//! Persisted file index and the diff engine.
//!
//! The index records, per relative path, the size and content signature of
//! every file last acknowledged by the remote side. It is only ever replaced
//! wholesale: [`FileIndex::commit`] produces a new value and
//! [`FileIndex::save`] writes it through a temp file and rename, so readers
//! never observe a partial index.
//!
//! On-disk format (`.devloop/file-index.json`):
//!
//! ```json
//! {"version": 1, "target": "<pod uid>", "files": {"src/app.js": {"size": 120, "lastModifiedDate": "<blake3>"}}}
//! ```
//!
//! `target` is the uid of the pod the entries were acknowledged by. An index
//! recorded against another pod says nothing about what a new pod holds.

use crate::config::{STATE_DIR, state_dir};
use crate::errors::ErrorCode;
use crate::ignore_rules::IgnoreRules;
use chrono::{DateTime, Utc};
use serde::{Deserialize, Serialize};
use std::collections::BTreeMap;
use std::io::Write;
use std::path::{Component, Path, PathBuf};
use thiserror::Error;
use tracing::{debug, trace};

/// Index file name inside the state directory.
pub const INDEX_FILE: &str = "file-index.json";

/// Current on-disk format version.
pub const INDEX_VERSION: u32 = 1;

/// Returns `<root>/.devloop/file-index.json`.
pub fn index_path(root: &Path) -> PathBuf {
    state_dir(root).join(INDEX_FILE)
}

#[derive(Debug, Error)]
pub enum IndexError {
    #[error("file index {path} is corrupt: {reason}")]
    Corrupt { path: PathBuf, reason: String },

    #[error("failed to access {path}: {source}")]
    Io {
        path: PathBuf,
        #[source]
        source: std::io::Error,
    },

    #[error("failed to scan {path}: {message}")]
    Scan { path: PathBuf, message: String },
}

impl IndexError {
    pub fn code(&self) -> ErrorCode {
        match self {
            Self::Corrupt { .. } => ErrorCode::SyncCorruptIndex,
            Self::Io { .. } => ErrorCode::SyncIndexWriteFailed,
            Self::Scan { .. } => ErrorCode::SyncScanFailed,
        }
    }

    fn io(path: &Path, source: std::io::Error) -> Self {
        Self::Io {
            path: path.to_path_buf(),
            source,
        }
    }
}

// ── Entries ─────────────────────────────────────────────────────────────

#[derive(Debug, Clone, PartialEq, Eq, Serialize, Deserialize)]
pub struct FileEntry {
    /// `/`-separated path relative to the project root; the map key on disk.
    #[serde(skip)]
    pub relative_path: String,
    pub size: u64,
    /// blake3 hex digest of the file content.
    #[serde(rename = "lastModifiedDate")]
    pub signature: String,
    #[serde(
        rename = "lastSyncedAt",
        default,
        skip_serializing_if = "Option::is_none"
    )]
    pub last_synced_at: Option<DateTime<Utc>>,
}

impl FileEntry {
    pub fn new(relative_path: impl Into<String>, size: u64, signature: impl Into<String>) -> Self {
        Self {
            relative_path: relative_path.into(),
            size,
            signature: signature.into(),
            last_synced_at: None,
        }
    }

    fn same_content(&self, other: &FileEntry) -> bool {
        self.size == other.size && self.signature == other.signature
    }
}

/// Snapshot of the files currently on disk, keyed by relative path.
pub type TreeListing = BTreeMap<String, FileEntry>;

/// Difference between the index and the tree on disk. Each list is sorted.
#[derive(Debug, Clone, Default, PartialEq, Eq)]
pub struct Changeset {
    pub added: Vec<FileEntry>,
    pub modified: Vec<FileEntry>,
    pub deleted: Vec<String>,
}

impl Changeset {
    pub fn is_empty(&self) -> bool {
        self.added.is_empty() && self.modified.is_empty() && self.deleted.is_empty()
    }

    pub fn len(&self) -> usize {
        self.added.len() + self.modified.len() + self.deleted.len()
    }

    /// Files whose content must be uploaded.
    pub fn transfers(&self) -> impl Iterator<Item = &FileEntry> {
        self.added.iter().chain(self.modified.iter())
    }

    pub fn transfer_bytes(&self) -> u64 {
        self.transfers().map(|e| e.size).sum()
    }

    /// Every entry of `listing` as an addition; used for full pushes.
    pub fn all_added(listing: &TreeListing) -> Self {
        Self {
            added: listing.values().cloned().collect(),
            ..Self::default()
        }
    }
}

// ── Index ───────────────────────────────────────────────────────────────

#[derive(Serialize, Deserialize)]
struct IndexFile {
    version: u32,
    #[serde(default, skip_serializing_if = "Option::is_none")]
    target: Option<String>,
    files: BTreeMap<String, FileEntry>,
}

#[derive(Debug, Clone, PartialEq, Eq)]
pub struct FileIndex {
    entries: BTreeMap<String, FileEntry>,
    version: u32,
    target: Option<String>,
}

impl Default for FileIndex {
    fn default() -> Self {
        Self::empty()
    }
}

impl FileIndex {
    pub fn empty() -> Self {
        Self {
            entries: BTreeMap::new(),
            version: INDEX_VERSION,
            target: None,
        }
    }

    /// Load the index at `path`; a missing file yields an empty index.
    pub fn load(path: &Path) -> Result<Self, IndexError> {
        let text = match std::fs::read_to_string(path) {
            Ok(text) => text,
            Err(e) if e.kind() == std::io::ErrorKind::NotFound => {
                debug!(path = %path.display(), "No file index yet");
                return Ok(Self::empty());
            }
            Err(e) => return Err(IndexError::io(path, e)),
        };

        let corrupt = |reason: String| IndexError::Corrupt {
            path: path.to_path_buf(),
            reason,
        };

        let file: IndexFile = serde_json::from_str(&text).map_err(|e| corrupt(e.to_string()))?;
        if file.version != INDEX_VERSION {
            return Err(corrupt(format!("unsupported version {}", file.version)));
        }

        let mut entries = BTreeMap::new();
        for (key, mut entry) in file.files {
            if !is_portable_relative(&key) {
                return Err(corrupt(format!("invalid path '{key}'")));
            }
            entry.relative_path = key.clone();
            entries.insert(key, entry);
        }

        Ok(Self {
            entries,
            version: file.version,
            target: file.target,
        })
    }

    /// Persist atomically: write a sibling temp file, fsync, rename.
    pub fn save(&self, path: &Path) -> Result<(), IndexError> {
        let parent = path
            .parent()
            .filter(|p| !p.as_os_str().is_empty())
            .unwrap_or_else(|| Path::new("."));
        std::fs::create_dir_all(parent).map_err(|e| IndexError::io(parent, e))?;

        let body = IndexFile {
            version: self.version,
            target: self.target.clone(),
            files: self.entries.clone(),
        };
        let json = serde_json::to_vec_pretty(&body).map_err(|e| IndexError::Corrupt {
            path: path.to_path_buf(),
            reason: e.to_string(),
        })?;

        let mut tmp = tempfile::NamedTempFile::new_in(parent).map_err(|e| IndexError::io(parent, e))?;
        tmp.write_all(&json).map_err(|e| IndexError::io(tmp.path(), e))?;
        tmp.as_file()
            .sync_all()
            .map_err(|e| IndexError::io(path, e))?;
        tmp.persist(path).map_err(|e| IndexError::io(path, e.error))?;

        trace!(path = %path.display(), entries = self.entries.len(), "File index saved");
        Ok(())
    }

    /// Compare the index against `current`, skipping ignored paths on both sides.
    pub fn diff(&self, current: &TreeListing, rules: &IgnoreRules) -> Changeset {
        let mut changeset = Changeset::default();

        for (path, entry) in current {
            if rules.is_ignored(path, false) {
                continue;
            }
            match self.entries.get(path) {
                None => changeset.added.push(entry.clone()),
                Some(stored) if !stored.same_content(entry) => {
                    changeset.modified.push(entry.clone())
                }
                Some(_) => {}
            }
        }

        changeset.deleted = self
            .entries
            .keys()
            .filter(|path| !current.contains_key(*path) && !rules.is_ignored(path, false))
            .cloned()
            .collect();

        changeset
    }

    /// New index reflecting a pushed changeset. Only call after the push
    /// was fully acknowledged.
    #[must_use]
    pub fn commit(&self, changeset: &Changeset) -> FileIndex {
        let now = Utc::now();
        let mut entries = self.entries.clone();
        for entry in changeset.transfers() {
            let mut entry = entry.clone();
            entry.last_synced_at = Some(now);
            entries.insert(entry.relative_path.clone(), entry);
        }
        for path in &changeset.deleted {
            entries.remove(path);
        }
        FileIndex {
            entries,
            version: INDEX_VERSION,
            target: self.target.clone(),
        }
    }

    /// Record the pod uid the entries were pushed to.
    #[must_use]
    pub fn with_target(mut self, uid: impl Into<String>) -> Self {
        self.target = Some(uid.into());
        self
    }

    /// Uid of the pod this index was last pushed to.
    pub fn target(&self) -> Option<&str> {
        self.target.as_deref()
    }

    /// True when the entries describe what `uid` holds. An empty index
    /// matches every target.
    pub fn matches_target(&self, uid: &str) -> bool {
        self.entries.is_empty() || self.target.as_deref() == Some(uid)
    }

    pub fn get(&self, relative_path: &str) -> Option<&FileEntry> {
        self.entries.get(relative_path)
    }

    pub fn entries(&self) -> impl Iterator<Item = &FileEntry> {
        self.entries.values()
    }

    pub fn len(&self) -> usize {
        self.entries.len()
    }

    pub fn is_empty(&self) -> bool {
        self.entries.is_empty()
    }

    pub fn version(&self) -> u32 {
        self.version
    }
}

fn is_portable_relative(path: &str) -> bool {
    !path.is_empty()
        && !path.starts_with('/')
        && !path.contains('\\')
        && Path::new(path)
            .components()
            .all(|c| matches!(c, Component::Normal(_)))
}

// ── Tree scanning ───────────────────────────────────────────────────────

/// Convert a path under `root` into the canonical `/`-separated form.
pub fn to_relative(root: &Path, path: &Path) -> Option<String> {
    let rel = path.strip_prefix(root).ok()?;
    let parts: Vec<String> = rel
        .components()
        .map(|c| match c {
            Component::Normal(part) => Some(part.to_string_lossy().into_owned()),
            _ => None,
        })
        .collect::<Option<_>>()?;
    if parts.is_empty() {
        None
    } else {
        Some(parts.join("/"))
    }
}

/// blake3 digest of a file's content.
pub fn file_signature(path: &Path) -> std::io::Result<String> {
    let file = std::fs::File::open(path)?;
    let mut hasher = blake3::Hasher::new();
    hasher.update_reader(file)?;
    Ok(hasher.finalize().to_hex().to_string())
}

/// List every regular, non-ignored file under `root`.
///
/// Ignored directories are pruned without descending. Symlinks are not
/// followed; files that vanish between listing and hashing are skipped.
pub fn scan_tree(root: &Path, rules: &IgnoreRules) -> Result<TreeListing, IndexError> {
    let walk_root = root.to_path_buf();
    let walk_rules = rules.clone();
    let walker = ignore::WalkBuilder::new(root)
        .standard_filters(false)
        .hidden(false)
        .follow_links(false)
        .filter_entry(move |entry| {
            let is_dir = entry.file_type().is_some_and(|t| t.is_dir());
            match to_relative(&walk_root, entry.path()) {
                Some(rel) => !walk_rules.is_ignored(&rel, is_dir),
                None => true,
            }
        })
        .build();

    let mut listing = TreeListing::new();
    for result in walker {
        let entry = result.map_err(|e| IndexError::Scan {
            path: root.to_path_buf(),
            message: e.to_string(),
        })?;
        if !entry.file_type().is_some_and(|t| t.is_file()) {
            continue;
        }
        let Some(rel) = to_relative(root, entry.path()) else {
            continue;
        };

        let size = match entry.metadata() {
            Ok(meta) => meta.len(),
            Err(e) => {
                debug!(path = %rel, error = %e, "Skipping unreadable file");
                continue;
            }
        };
        let signature = match file_signature(entry.path()) {
            Ok(sig) => sig,
            Err(e) if e.kind() == std::io::ErrorKind::NotFound => {
                debug!(path = %rel, "File vanished during scan");
                continue;
            }
            Err(e) => return Err(IndexError::io(entry.path(), e)),
        };
        listing.insert(rel.clone(), FileEntry::new(rel, size, signature));
    }

    Ok(listing)
}

/// Remove the index file. Returns false when it did not exist.
pub fn delete_index(path: &Path) -> Result<bool, IndexError> {
    match std::fs::remove_file(path) {
        Ok(()) => Ok(true),
        Err(e) if e.kind() == std::io::ErrorKind::NotFound => Ok(false),
        Err(e) => Err(IndexError::io(path, e)),
    }
}

/// Make sure the project `.gitignore` excludes the state directory.
///
/// Returns true when the file was changed.
pub fn ensure_state_dir_ignored(root: &Path) -> Result<bool, IndexError> {
    let path = root.join(".gitignore");
    let existing = match std::fs::read_to_string(&path) {
        Ok(text) => text,
        Err(e) if e.kind() == std::io::ErrorKind::NotFound => String::new(),
        Err(e) => return Err(IndexError::io(&path, e)),
    };

    let entry = format!("/{STATE_DIR}/");
    let present = existing.lines().map(str::trim).any(|line| {
        line == STATE_DIR
            || line.trim_start_matches('/').trim_end_matches('/') == STATE_DIR
    });
    if present {
        return Ok(false);
    }

    let mut updated = existing;
    if !updated.is_empty() && !updated.ends_with('\n') {
        updated.push('\n');
    }
    updated.push_str(&entry);
    updated.push('\n');
    std::fs::write(&path, updated).map_err(|e| IndexError::io(&path, e))?;
    debug!(path = %path.display(), "Added state directory to .gitignore");
    Ok(true)
}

**What to produce:**
Please reply with an exact copy of the lines above, starting at the first and ending at the line that holds "by. An index".

**Exercise result:**
//! Persisted file index and the diff engine.
//!
//! The index records, per relative path, the size and content signature of
//! every file last acknowledged by the remote side. It is only ever replaced
//! wholesale: [`FileIndex::commit`] produces a new value and
//! [`FileIndex::save`] writes it through a temp file and rename, so readers
//! never observe a partial index.
//!
//! On-disk format (`.devloop/file-index.json`):
//!
//! ```json
//! {"version": 1, "target": "<pod uid>", "files": {"src/app.js": {"size": 120, "lastModifiedDate": "<blake3>"}}}
//! ```
//!
//! `target` is the uid of the pod the entries were acknowledged by. An index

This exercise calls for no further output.